Recipe - inspired by How To Be A Domestic Goddess
Makes 5
  • 330g/11.5oz strong white bread flour, plus extra for kneading
  • 1 tsp salt
  • 7g/0.25oz easy bake yeast
  • 2 tsp ground cinnamon
  • 1/2 tbsp sunflower oil, plus extra for greasing
  • 170ml/6fl.oz warm water
  • 1 tbsp dark brown sugar
  • 70g/2.5oz raisins 
  • 2 tbsp sugar for poaching
  1. Put the flour, salt, yeast and ground cinnamon into a bowl and mix together.
  2. Combine the sunflower oil, water and brown sugar together in a jug or bowl and mix.
  3. Make a well in the centre of the dry ingredients and pour in the wet.  Mix slightly.
  4. Add the raisins and start to bring together with your hands until you get a stiff dough.  The dough is very dry and that's the way you want it.

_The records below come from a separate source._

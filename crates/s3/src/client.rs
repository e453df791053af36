//! S3 client implementation
//!
//! Wraps aws-sdk-s3 and implements the ObjectStore trait from s3upload-core.

use async_trait::async_trait;
use aws_credential_types::provider::ProvideCredentials;
use aws_sdk_s3::error::{ProvideErrorMetadata, SdkError};
use aws_sdk_s3::primitives::ByteStream;
use aws_sdk_s3::types::ObjectCannedAcl;

use s3upload_core::{Error, ListOptions, ListResult, ObjectStore, RemoteObject, Result, Visibility};

/// Region used when none is configured
pub const DEFAULT_REGION: &str = "ap-southeast-2";

/// Error codes that mean the request was not authorized
const AUTH_ERROR_CODES: &[&str] = &[
    "AccessDenied",
    "InvalidAccessKeyId",
    "SignatureDoesNotMatch",
    "ExpiredToken",
    "InvalidToken",
];

/// Connection settings for one bucket
#[derive(Debug, Clone)]
pub struct S3Settings {
    pub bucket: String,
    pub region: String,
    /// Custom endpoint for S3-compatible stores; enables path-style addressing
    pub endpoint_url: Option<String>,
}

impl S3Settings {
    pub fn new(bucket: impl Into<String>) -> Self {
        Self {
            bucket: bucket.into(),
            region: DEFAULT_REGION.to_string(),
            endpoint_url: None,
        }
    }
}

/// S3 client bound to a single bucket
pub struct S3Client {
    inner: aws_sdk_s3::Client,
    bucket: String,
}

impl S3Client {
    /// Create a client, resolving credentials from the environment up front.
    ///
    /// Credentials come from the default AWS provider chain (environment,
    /// profile, instance metadata). Failing to resolve them is an auth error.
    pub async fn new(settings: S3Settings) -> Result<Self> {
        let mut loader = aws_config::defaults(aws_config::BehaviorVersion::latest())
            .region(aws_config::Region::new(settings.region.clone()));

        if let Some(endpoint) = &settings.endpoint_url {
            loader = loader.endpoint_url(endpoint);
        }

        let config = loader.load().await;

        let provider = config
            .credentials_provider()
            .ok_or_else(|| Error::Auth("No credentials provider available".to_string()))?;
        provider
            .provide_credentials()
            .await
            .map_err(|e| Error::Auth(format!("Failed to resolve credentials: {e}")))?;

        let s3_config = aws_sdk_s3::config::Builder::from(&config)
            .force_path_style(settings.endpoint_url.is_some())
            .build();

        tracing::debug!(
            bucket = %settings.bucket,
            region = %settings.region,
            endpoint = settings.endpoint_url.as_deref().unwrap_or("default"),
            "S3 client ready"
        );

        Ok(Self {
            inner: aws_sdk_s3::Client::from_conf(s3_config),
            bucket: settings.bucket,
        })
    }

    /// Format AWS SDK error into a detailed error message
    fn format_sdk_error<E: std::fmt::Display>(error: &SdkError<E>) -> String {
        match error {
            SdkError::ServiceError(service_err) => {
                let err = service_err.err();
                let meta = service_err.raw();
                let mut msg = format!("Service error: {}", err);
                if let Some(code) = meta.headers().get("x-amz-error-code")
                    && let Ok(code_str) = std::str::from_utf8(code.as_bytes())
                {
                    msg.push_str(&format!(" (code: {})", code_str));
                }
                msg
            }
            SdkError::ConstructionFailure(err) => {
                format!("Request construction failed: {:?}", err)
            }
            SdkError::TimeoutError(_) => "Request timeout".to_string(),
            SdkError::DispatchFailure(err) => {
                format!("Network dispatch error: {:?}", err)
            }
            SdkError::ResponseError(err) => {
                format!("Response error: {:?}", err)
            }
            _ => error.to_string(),
        }
    }

    fn map_sdk_error<E>(&self, error: &SdkError<E>, context: &str) -> Error
    where
        E: ProvideErrorMetadata + std::fmt::Display,
    {
        let code = error.as_service_error().and_then(|e| e.code());
        error_for_code(code, &self.bucket, format!("{context}: {}", Self::format_sdk_error(error)))
    }
}

/// Classify a failed request by its S3 error code
fn error_for_code(code: Option<&str>, bucket: &str, message: String) -> Error {
    match code {
        Some(code) if AUTH_ERROR_CODES.contains(&code) => Error::Auth(message),
        Some("NoSuchBucket") => Error::Network(format!("Bucket not found: {bucket} ({message})")),
        _ => Error::Network(message),
    }
}

fn canned_acl(visibility: Visibility) -> ObjectCannedAcl {
    match visibility {
        Visibility::Private => ObjectCannedAcl::Private,
    }
}

#[async_trait]
impl ObjectStore for S3Client {
    async fn list_objects(&self, options: ListOptions) -> Result<ListResult> {
        let mut request = self
            .inner
            .list_objects()
            .bucket(&self.bucket)
            .max_keys(options.max_keys);

        if let Some(prefix) = &options.prefix {
            request = request.prefix(prefix);
        }

        if let Some(delimiter) = &options.delimiter {
            request = request.delimiter(delimiter);
        }

        if let Some(marker) = &options.marker {
            request = request.marker(marker);
        }

        let response = request
            .send()
            .await
            .map_err(|e| self.map_sdk_error(&e, "List objects failed"))?;

        // ETags are kept verbatim, quotes included, to compare with local digests
        let entries = response
            .contents()
            .iter()
            .filter_map(|object| {
                let key = object.key()?;
                Some(RemoteObject::new(key, object.e_tag().unwrap_or_default()))
            })
            .collect();

        Ok(ListResult {
            entries,
            truncated: response.is_truncated().unwrap_or(false),
        })
    }

    async fn put_object(
        &self,
        key: &str,
        data: Vec<u8>,
        content_type: &str,
        visibility: Visibility,
    ) -> Result<()> {
        tracing::debug!(key, content_type, acl = visibility.as_str(), "Putting object");
        self.inner
            .put_object()
            .bucket(&self.bucket)
            .key(key)
            .body(ByteStream::from(data))
            .content_type(content_type)
            .acl(canned_acl(visibility))
            .send()
            .await
            .map_err(|e| self.map_sdk_error(&e, &format!("Upload of {key} failed")))?;

        Ok(())
    }
}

  5. Turn the dough out onto a clean surface and knead it, adding more flour to it as you go.  It's a very tough dough to work and you'll likely pulverise the raisins in the process of kneading.  Do not add more water.  You're aiming for a smooth, elastic dough so expect to be kneading for at least 25 minutes.
  6. Coat the inside of a bowl with oil.  Shape the dough into a ball and place in the oiled bowl, rotating a couple of times to coat it.  Cover the bowl with clingfilm and then leave dough to rise for at least an hour.
  7. When the dough has risen, knock it back (give it a good punch) and knead it again for about 5 minutes.
  8. Break the dough into five equal sized pieces and each piece into a rope about 25cm/10inches long.
  9. Curl each rope around to form a ring, overlapping the ends and pinching them together to seal them.
  10. Place the rings on an oiled baking tray and cover with a clean tea towel.  Leave them to rise for about 30 minutes, until they are nice and puffy.
  11. Meanwhile, preheat the oven to 240°C/475°F/Gas Mark 9.  About 10 minutes before the end of the rising time, put a large pot of water on to boil.
  12. When the bagels are puffy and the water has boiled it is time to poach them.  Add the 2 tbsp sugar to the boiling water.
  13. Put a bagel into the water and poach for 1 minutes, turning it over with a spatula after 30 seconds so both sides poach evenly.  Remove with a slotted spoon so that the water drains off and return to the oiled baking tray.
  14. Repeat with remaining four bagels.
  15. Bake in the oven for 10-15 minutes or until they are shiny on top.
  16. Remove from the oven and transfer to a wire rack to cool.